Learn how to write a portable parallel program that can run on multicore CPUs and accelerators like GPUs and how to apply incremental parallelization strategies using the OpenACC programming model to accelerate an example application that simulates heat distribution across a 2-dimensional metal plate and applying this knowledge to accelerate a mini-application.
The GPU Bootcamp will be hosted online in the Central European Summer Time zone. All communication will be done through Zoom, Slack and email.

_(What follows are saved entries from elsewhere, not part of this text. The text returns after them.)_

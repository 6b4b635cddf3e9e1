//! End-to-end worker lifecycle against an on-disk store: a request
//! decomposes, children run concurrently, results aggregate, the worker
//! goes dormant, and commands from a second handle steer it.

use crate::prelude::*;
use ovs_adapters::SessionScript;
use ovs_core::{
    AggregatedEntry, Command, Task, TaskConfig, TaskId, TaskStatus, WorkerId, WorkerStatus,
};
use ovs_engine::TickOutcome;

fn add_root(store: &ovs_store::Store, worker_id: &WorkerId, prompt: &str) -> TaskId {
    let task = Task::new(
        TaskConfig::root(TaskId::new("root"), worker_id.clone(), "root", prompt),
        1_000,
    );
    store.create_task(&task).unwrap();
    task.id
}

#[tokio::test]
async fn request_decomposes_runs_and_goes_dormant() {
    let dir = tempfile::tempdir().unwrap();
    let workspace = tempfile::tempdir().unwrap();
    let store = open_store(dir.path());
    let worker_id = WorkerId::new("w-1");
    store
        .get_or_create_worker(&worker_id, "proj", Some("chat-1"), 100)
        .unwrap();
    add_root(&store, &worker_id, "do A and B");

    let reasoning = ovs_adapters::FakeReasoningAdapter::new();
    reasoning.push_one_shot(Ok(
        r#"{"subtasks": [{"title":"A","prompt":"a"},{"title":"B","prompt":"b","deps":["A"]}]}"#
            .to_string(),
    ));
    reasoning.push_script(SessionScript::success("sess-a", &success_payload("a"), 0.10));
    reasoning.push_script(SessionScript::success("sess-b", &success_payload("b"), 0.15));

    let mut scheduler = scheduler_for(store.clone(), worker_id.clone(), reasoning, workspace.path());

    // Drive ticks until idle (bounded so a regression cannot hang)
    let mut outcome = TickOutcome::Continue;
    for _ in 0..10 {
        outcome = scheduler.tick().await.unwrap();
        if outcome != TickOutcome::Continue {
            break;
        }
    }
    assert_eq!(outcome, TickOutcome::Idle);

    // The root aggregated its children in creation order
    let root = store.task(&TaskId::new("root")).unwrap().unwrap();
    assert_eq!(root.status, TaskStatus::Done);
    let entries: Vec<AggregatedEntry> =
        serde_json::from_str(root.result.as_deref().unwrap()).unwrap();
    assert_eq!(entries.len(), 2);
    assert_eq!(entries[0].title, "A");
    assert_eq!(entries[1].title, "B");

    // Cost accumulated, worker dormant
    let worker = store.worker(&worker_id).unwrap().unwrap();
    assert_eq!(worker.status, WorkerStatus::Dormant);
    assert!((worker.cost_usd - 0.25).abs() < 1e-9);
}

#[tokio::test]
async fn kill_command_from_relay_handle_stops_the_worker() {
    let dir = tempfile::tempdir().unwrap();
    let workspace = tempfile::tempdir().unwrap();
    let worker_store = open_store(dir.path());
    let relay_store = open_store(dir.path());
    let worker_id = WorkerId::new("w-1");
    worker_store
        .get_or_create_worker(&worker_id, "proj", None, 100)
        .unwrap();
    add_root(&worker_store, &worker_id, "long job");

    let reasoning = ovs_adapters::FakeReasoningAdapter::new();
    reasoning.push_one_shot(Ok(r#"{"subtasks": []}"#.to_string()));
    reasoning.push_script(SessionScript::held("sess-1"));

    let mut scheduler =
        scheduler_for(worker_store.clone(), worker_id.clone(), reasoning, workspace.path());
    scheduler.tick().await.unwrap();
    assert_eq!(scheduler.in_flight_count(), 1);

    // The relay kills the worker through the store
    relay_store
        .push_command(&worker_id, &Command::Kill, 2_000)
        .unwrap();
    assert_eq!(scheduler.tick().await.unwrap(), TickOutcome::Killed);

    let root = worker_store.task(&TaskId::new("root")).unwrap().unwrap();
    assert_eq!(root.status, TaskStatus::Failed);
    assert!(root.result.unwrap().contains("killed by user"));
    assert_eq!(
        worker_store.worker(&worker_id).unwrap().unwrap().status,
        WorkerStatus::Dormant
    );
}

#[tokio::test]
async fn shutdown_fails_running_tasks_with_signal_reason() {
    let dir = tempfile::tempdir().unwrap();
    let workspace = tempfile::tempdir().unwrap();
    let store = open_store(dir.path());
    let worker_id = WorkerId::new("w-1");
    store
        .get_or_create_worker(&worker_id, "proj", None, 100)
        .unwrap();
    add_root(&store, &worker_id, "long job");

    let reasoning = ovs_adapters::FakeReasoningAdapter::new();
    reasoning.push_one_shot(Ok(r#"{"subtasks": []}"#.to_string()));
    reasoning.push_script(SessionScript::held("sess-1"));

    let mut scheduler = scheduler_for(store.clone(), worker_id.clone(), reasoning, workspace.path());
    scheduler.tick().await.unwrap();

    scheduler.shutdown("daemon shutdown (SIGTERM)").await.unwrap();

    let root = store.task(&TaskId::new("root")).unwrap().unwrap();
    assert_eq!(root.status, TaskStatus::Failed);
    assert!(root.result.unwrap().contains("daemon shutdown (SIGTERM)"));
    assert_eq!(
        store.worker(&worker_id).unwrap().unwrap().status,
        WorkerStatus::Dormant
    );
}

#[tokio::test]
async fn recovered_worker_fails_leftover_running_tasks_before_ticking() {
    // Simulates the SIGKILL scenario: the previous process died leaving a
    // task in running; the replacement adopts it on startup the way
    // ovs-worker does
    let dir = tempfile::tempdir().unwrap();
    let store = open_store(dir.path());
    let worker_id = WorkerId::new("w-1");
    store
        .get_or_create_worker(&worker_id, "proj", None, 100)
        .unwrap();
    let root = add_root(&store, &worker_id, "p");
    store.transition_task(&root, TaskStatus::Running, 200).unwrap();

    let adopted = store
        .fail_running_tasks(&worker_id, "daemon shutdown (recovered)", 300)
        .unwrap();
    assert_eq!(adopted.len(), 1);

    let root = store.task(&root).unwrap().unwrap();
    assert_eq!(root.status, TaskStatus::Failed);
    assert!(root.result.unwrap().contains("recovered"));
}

Basic experience with C/C++ or Fortran. No GPU programming knowledge is required.
This event has limited capacity, so please make sure that prerequisites are met before applying. You will be receiving an acceptance email with details on how to participate by September 2nd, 2021.

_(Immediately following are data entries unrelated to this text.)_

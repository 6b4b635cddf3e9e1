// SPDX-License-Identifier: BUSL-1.1
// Copyright (c) 2026 Alfred Jean LLC

use super::*;
use tokio::sync::mpsc;

fn config(task: &str) -> SessionConfig {
    SessionConfig {
        task_id: TaskId::new(task),
        prompt: "prompt".to_string(),
        model: ModelTier::Standard,
        resume_session: None,
        workspace: PathBuf::from("/tmp"),
        allowed_tools: vec![],
    }
}

#[tokio::test]
async fn scripted_session_plays_back_and_closes() {
    let adapter = FakeReasoningAdapter::new();
    adapter.push_script(SessionScript::success("sess-1", "payload", 0.05));
    let (tx, mut rx) = mpsc::channel(16);

    adapter.start(config("t-1"), tx).await.unwrap();

    let (_, init) = rx.recv().await.unwrap();
    assert!(matches!(
        init,
        SessionEnvelope::Message(ReasoningMessage::Init { .. })
    ));
    let (_, result) = rx.recv().await.unwrap();
    assert!(matches!(
        result,
        SessionEnvelope::Message(ReasoningMessage::Result { .. })
    ));
    let (_, closed) = rx.recv().await.unwrap();
    assert_eq!(closed, SessionEnvelope::Closed { error: None });
}

#[tokio::test]
async fn held_session_stays_open_until_closed() {
    let adapter = FakeReasoningAdapter::new();
    adapter.push_script(SessionScript::held("sess-1"));
    let (tx, mut rx) = mpsc::channel(16);

    adapter.start(config("t-1"), tx).await.unwrap();
    let _ = rx.recv().await.unwrap(); // init
    assert_eq!(adapter.open_count(), 1);

    adapter
        .send_message(
            &TaskId::new("t-1"),
            ReasoningMessage::ToolUse {
                tool: "Bash".to_string(),
                input: serde_json::Value::Null,
            },
        )
        .await;
    let (_, msg) = rx.recv().await.unwrap();
    assert!(matches!(
        msg,
        SessionEnvelope::Message(ReasoningMessage::ToolUse { .. })
    ));

    adapter.close_session(&TaskId::new("t-1"), None).await;
    let (_, closed) = rx.recv().await.unwrap();
    assert_eq!(closed, SessionEnvelope::Closed { error: None });
    assert_eq!(adapter.open_count(), 0);
}

#[tokio::test]
async fn kill_closes_held_session_as_aborted() {
    let adapter = FakeReasoningAdapter::new();
    adapter.push_script(SessionScript::held("sess-1"));
    let (tx, mut rx) = mpsc::channel(16);

    adapter.start(config("t-1"), tx).await.unwrap();
    let _ = rx.recv().await.unwrap(); // init

    adapter.kill(&TaskId::new("t-1")).await.unwrap();
    let (_, closed) = rx.recv().await.unwrap();
    match closed {
        SessionEnvelope::Closed { error: Some(e) } => {
            assert_eq!(e.kind, ReasoningErrorKind::Aborted)
        }
        other => panic!("expected aborted close, got {other:?}"),
    }
}

#[tokio::test]
async fn one_shot_pops_queued_responses() {
    let adapter = FakeReasoningAdapter::new();
    adapter.push_one_shot(Ok("first".to_string()));

    let out = adapter
        .one_shot("q".to_string(), ModelTier::Fast, PathBuf::from("/tmp"))
        .await
        .unwrap();
    assert_eq!(out, "first");

    // Queue exhausted: scripted error
    assert!(adapter
        .one_shot("q".to_string(), ModelTier::Fast, PathBuf::from("/tmp"))
        .await
        .is_err());
}

#[tokio::test]
async fn start_error_is_injected_once() {
    let adapter = FakeReasoningAdapter::new();
    adapter.set_start_error(ReasoningError::new(ReasoningErrorKind::Unknown, "boom"));
    let (tx, _rx) = mpsc::channel(16);

    assert!(adapter.start(config("t-1"), tx.clone()).await.is_err());
    // Next start succeeds (with an empty default script)
    adapter.push_script(SessionScript::default());
    assert!(adapter.start(config("t-2"), tx).await.is_ok());
}

#[tokio::test]
async fn calls_are_recorded() {
    let adapter = FakeReasoningAdapter::new();
    adapter.push_script(SessionScript::default());
    let (tx, _rx) = mpsc::channel(16);

    adapter.start(config("t-1"), tx).await.unwrap();
    let _ = adapter.kill(&TaskId::new("t-1")).await;

    let calls = adapter.calls();
    assert!(matches!(calls[0], ReasoningCall::Start { .. }));
    assert!(matches!(calls[1], ReasoningCall::Kill { .. }));
}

Attendees will be given access to a GPU cluster for the duration of the GPU Bootcamp.
Day 1: September 9, 2021 (9:00 AM to 5:00 PM CEST)
- Welcome: 9:00 AM
- Connecting to a cluster: 9:00 AM – 09:15 AM
- Introduction to GPU programming: 9:15 AM – 9:30 AM CAT(Lecture)
- What is a GPU and Why Should You care?
- What is GPU Programming?
- Available Libraries, Programming Models, Platforms.
- Introduction to OpenACC: 9:15 AM – 10:00 AM (Lecture + Lab)
- What is OpenACC and Why Should You Care?
- Profile-driven Development.
- First Steps with OpenACC.
- Lab 1.
- OpenACC Data Management: 10:00 AM – 10:45 AM (Lecture + Lab)
- CPU and GPU Memories.
- CUDA Unified (Managed) Memory.
- OpenACC Data Management.
- Lab 2.
- Break 11:00-11:15
- Gangs, Workers, and Vectors Demystified: 11:30 AM – 12:15 PM (Lecture + Lab)
- GPU Profiling.
- Loop Optimizations.
- Lab 3.
- Mini-application challenge (12:15-12:30)
- Overview of the mini-application
- Review steps to acceleration
- Application challenge (13:00-17:30)
Day 2: September 10, 2021 (9:00 AM to 12:30 PM CEST)
Welcome (Moderator): 9:00
Mini-application Solution Walk-through (9:15-9:30)
Introduction to NVIDIA ® Nsight™ Tools (9:30-10:00)
- Overview of Nsight Tools
- How to profile a serial application with NVIDIA Tools Extension (NVTX)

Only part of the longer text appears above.